One of the project’s objectives is to restore the type of sensory awareness surgeons have during open surgery, where they can directly see and touch internal organs and tissue, which is generally lost through minimally invasive surgery working through small incisions in a patient’s skin.
Surgeons have attempted to compensate for the loss of direct sensory feedback through pre-operative imaging, where they use techniques like MRI, X-ray imaging, and ultrasound to map the internal structure of the body before they operate. They have employed miniaturized lights and cameras to provide them with visual images of the tissue immediately in front of surgical probes. They have also developed methods that track the position of the probe as they operate and plot its position on pre-operative maps.
The researchers intend to create a system that acquires data from a number of different types of sensors as an operation is underway and integrates them with pre-operative information to produce dynamic, real-time maps that precisely track the position of the robot probe and show how the tissue in its vicinity responds to its movements.
For example, adding pressure sensors to robot probes will provide real time information on how much force the probe is exerting against the tissue surrounding it. Not only does this make it easier to work without injuring the tissue but it can also be used to “palpate” tissue to search for hidden tumor edges, arteries, and aneurisms. Such sensor data can also feed into computer simulations that predict how various body parts shift in response to the probe’s movements.

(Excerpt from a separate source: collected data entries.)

// src/blockchain/mod.rs

pub mod abi;
pub mod builder;
pub mod client;
pub mod models;
pub mod services;
pub mod transaction;
pub mod units;

// Re-export commonly used types
pub use client::{LedgerClient, RelayLedgerClient};
pub use ethers_core::types::{Address, Bytes, U256};
pub use transaction::Transaction;
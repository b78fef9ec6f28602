// src/blockchain/services/mirrornode.rs

use std::sync::Arc;

use async_trait::async_trait;
use base64::{engine::general_purpose::STANDARD, Engine as _};
use reqwest::{Client, StatusCode};
use serde::de::DeserializeOwned;
use thiserror::Error;
use tracing::debug;
use url::Url;

use crate::blockchain::models::{
    AccountApiResponse, AccountResponse, ContractResultResponse, Hbar, LedgerId, TokenBalancesResponse,
    TokenInfo, TopicMessage, TopicMessagesApiResponse, TopicMessagesQueryParams, TopicMessagesResponse,
    TransactionDetailsResponse, TransactionId,
};
use crate::config::Context;

const MAINNET_URL: &str = "https://mainnet-public.mirrornode.hedera.com/api/v1";
const TESTNET_URL: &str = "https://testnet.mirrornode.hedera.com/api/v1";
const PREVIEWNET_URL: &str = "https://previewnet.mirrornode.hedera.com/api/v1";
const LOCAL_URL: &str = "http://localhost:5551/api/v1";

#[derive(Error, Debug)]
pub enum MirrorNodeError {
    #[error("mirror node request failed: {0}")]
    Http(#[from] reqwest::Error),
    #[error("{0} not found on the mirror node")]
    NotFound(String),
    #[error("mirror node returned {status} for {path}")]
    Status { status: u16, path: String },
    #[error("invalid mirror node URL: {0}")]
    InvalidUrl(String),
    #[error("mirror node returned an unusable {0}")]
    InvalidResponse(String),
}

/// Read-only ledger queries.
#[async_trait]
pub trait MirrorNodeService: Send + Sync {
    /// `account` may be a native id or an EVM address.
    async fn get_account(&self, account: &str) -> Result<AccountResponse, MirrorNodeError>;

    async fn get_account_hbar_balance(&self, account: &str) -> Result<Hbar, MirrorNodeError>;

    async fn get_account_token_balances(
        &self,
        account: &str,
        token_id: Option<&str>,
    ) -> Result<TokenBalancesResponse, MirrorNodeError>;

    async fn get_token_info(&self, token_id: &str) -> Result<TokenInfo, MirrorNodeError>;

    /// `transaction_id` is in mirror format (`0.0.x-seconds-nanos`).
    async fn get_transaction_details(
        &self,
        transaction_id: &str,
        nonce: Option<u32>,
    ) -> Result<TransactionDetailsResponse, MirrorNodeError>;

    async fn get_topic_messages(
        &self,
        params: &TopicMessagesQueryParams,
    ) -> Result<TopicMessagesResponse, MirrorNodeError>;

    async fn get_contract_result(
        &self,
        transaction_id: &TransactionId,
    ) -> Result<ContractResultResponse, MirrorNodeError>;
}

pub fn default_mirror_url(ledger: LedgerId) -> &'static str {
    match ledger {
        LedgerId::Mainnet => MAINNET_URL,
        LedgerId::Testnet => TESTNET_URL,
        LedgerId::Previewnet => PREVIEWNET_URL,
        LedgerId::Local => LOCAL_URL,
    }
}

/// The context override if one is set, otherwise the public mirror node for `ledger`.
pub fn get_mirrornode_service(context: &Context, ledger: LedgerId) -> Arc<dyn MirrorNodeService> {
    match &context.mirrornode_service {
        Some(service) => service.clone(),
        None => Arc::new(HederaMirrorNodeClient::for_ledger(ledger)),
    }
}

#[derive(Clone)]
pub struct HederaMirrorNodeClient {
    http: Client,
    base_url: String,
}

impl HederaMirrorNodeClient {
    pub fn new(base_url: impl Into<String>) -> Self {
        Self {
            http: Client::new(),
            base_url: base_url.into().trim_end_matches('/').to_string(),
        }
    }

    pub fn for_ledger(ledger: LedgerId) -> Self {
        Self::new(default_mirror_url(ledger))
    }

    pub fn base_url(&self) -> &str {
        &self.base_url
    }

    async fn get_json<T: DeserializeOwned>(&self, url: &str, what: &str) -> Result<T, MirrorNodeError> {
        debug!("GET {}", url);
        let res = self.http.get(url).send().await?;
        let status = res.status();
        if status == StatusCode::NOT_FOUND {
            return Err(MirrorNodeError::NotFound(what.to_string()));
        }
        if !status.is_success() {
            return Err(MirrorNodeError::Status {
                status: status.as_u16(),
                path: url.to_string(),
            });
        }
        Ok(res.json::<T>().await?)
    }

    /// Resolves a `links.next` value, which is an absolute path on the same host.
    fn next_url(&self, next: &str) -> Result<String, MirrorNodeError> {
        let base = Url::parse(&self.base_url).map_err(|e| MirrorNodeError::InvalidUrl(e.to_string()))?;
        base.join(next)
            .map(|u| u.to_string())
            .map_err(|e| MirrorNodeError::InvalidUrl(e.to_string()))
    }
}

#[async_trait]
impl MirrorNodeService for HederaMirrorNodeClient {
    async fn get_account(&self, account: &str) -> Result<AccountResponse, MirrorNodeError> {
        let url = format!("{}/accounts/{}", self.base_url, account);
        let raw: AccountApiResponse = self.get_json(&url, &format!("Account {}", account)).await?;
        Ok(raw.into())
    }

    async fn get_account_hbar_balance(&self, account: &str) -> Result<Hbar, MirrorNodeError> {
        let info = self.get_account(account).await?;
        Ok(Hbar::from_tinybars(info.balance.balance))
    }

    async fn get_account_token_balances(
        &self,
        account: &str,
        token_id: Option<&str>,
    ) -> Result<TokenBalancesResponse, MirrorNodeError> {
        let mut url = format!("{}/accounts/{}/tokens", self.base_url, account);
        if let Some(token) = token_id {
            url.push_str(&format!("?token.id={}", token));
        }
        self.get_json(&url, &format!("Token balances for {}", account)).await
    }

    async fn get_token_info(&self, token_id: &str) -> Result<TokenInfo, MirrorNodeError> {
        let url = format!("{}/tokens/{}", self.base_url, token_id);
        self.get_json(&url, &format!("Token {}", token_id)).await
    }

    async fn get_transaction_details(
        &self,
        transaction_id: &str,
        nonce: Option<u32>,
    ) -> Result<TransactionDetailsResponse, MirrorNodeError> {
        let mut url = format!("{}/transactions/{}", self.base_url, transaction_id);
        if let Some(n) = nonce {
            url.push_str(&format!("?nonce={}", n));
        }
        self.get_json(&url, &format!("Transaction {}", transaction_id)).await
    }

    async fn get_topic_messages(
        &self,
        params: &TopicMessagesQueryParams,
    ) -> Result<TopicMessagesResponse, MirrorNodeError> {
        let mut url = format!(
            "{}/topics/{}/messages?limit={}&order=desc",
            self.base_url, params.topic_id, params.limit
        );
        if !params.lower_timestamp.is_empty() {
            url.push_str(&format!("&timestamp=gte:{}", params.lower_timestamp));
        }
        if !params.upper_timestamp.is_empty() {
            url.push_str(&format!("&timestamp=lte:{}", params.upper_timestamp));
        }

        let limit = params.limit as usize;
        let mut messages: Vec<TopicMessage> = Vec::new();
        let mut next = Some(url);
        while let Some(page_url) = next.take() {
            let page: TopicMessagesApiResponse = self
                .get_json(&page_url, &format!("Topic {}", params.topic_id))
                .await?;
            messages.extend(page.messages);
            if messages.len() >= limit {
                messages.truncate(limit);
                break;
            }
            if let Some(link) = page.links.and_then(|l| l.next) {
                next = Some(self.next_url(&link)?);
            }
        }

        for message in messages.iter_mut() {
            if let Ok(decoded) = STANDARD.decode(message.message.as_bytes()) {
                message.message = String::from_utf8_lossy(&decoded).into_owned();
            }
        }

        Ok(TopicMessagesResponse {
            topic_id: params.topic_id.clone(),
            messages,
        })
    }

    async fn get_contract_result(
        &self,
        transaction_id: &TransactionId,
    ) -> Result<ContractResultResponse, MirrorNodeError> {
        let id = transaction_id.to_mirror_format();
        let url = format!("{}/contracts/results/{}", self.base_url, id);
        self.get_json(&url, &format!("Contract result for {}", id)).await
    }
}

The engineers also intend to create what they call “virtual fixtures,” which are pre-programmed restrictions on the robot’s actions. For example, a robot might be instructed not to cut in an area where a major blood vessel has been identified. Not only would this prevent the robot from cutting a blood vessel when operating autonomously, but it would also prevent a surgeon from doing so accidentally when operating the robot manually. The teams will be using several different experimental robots during this research.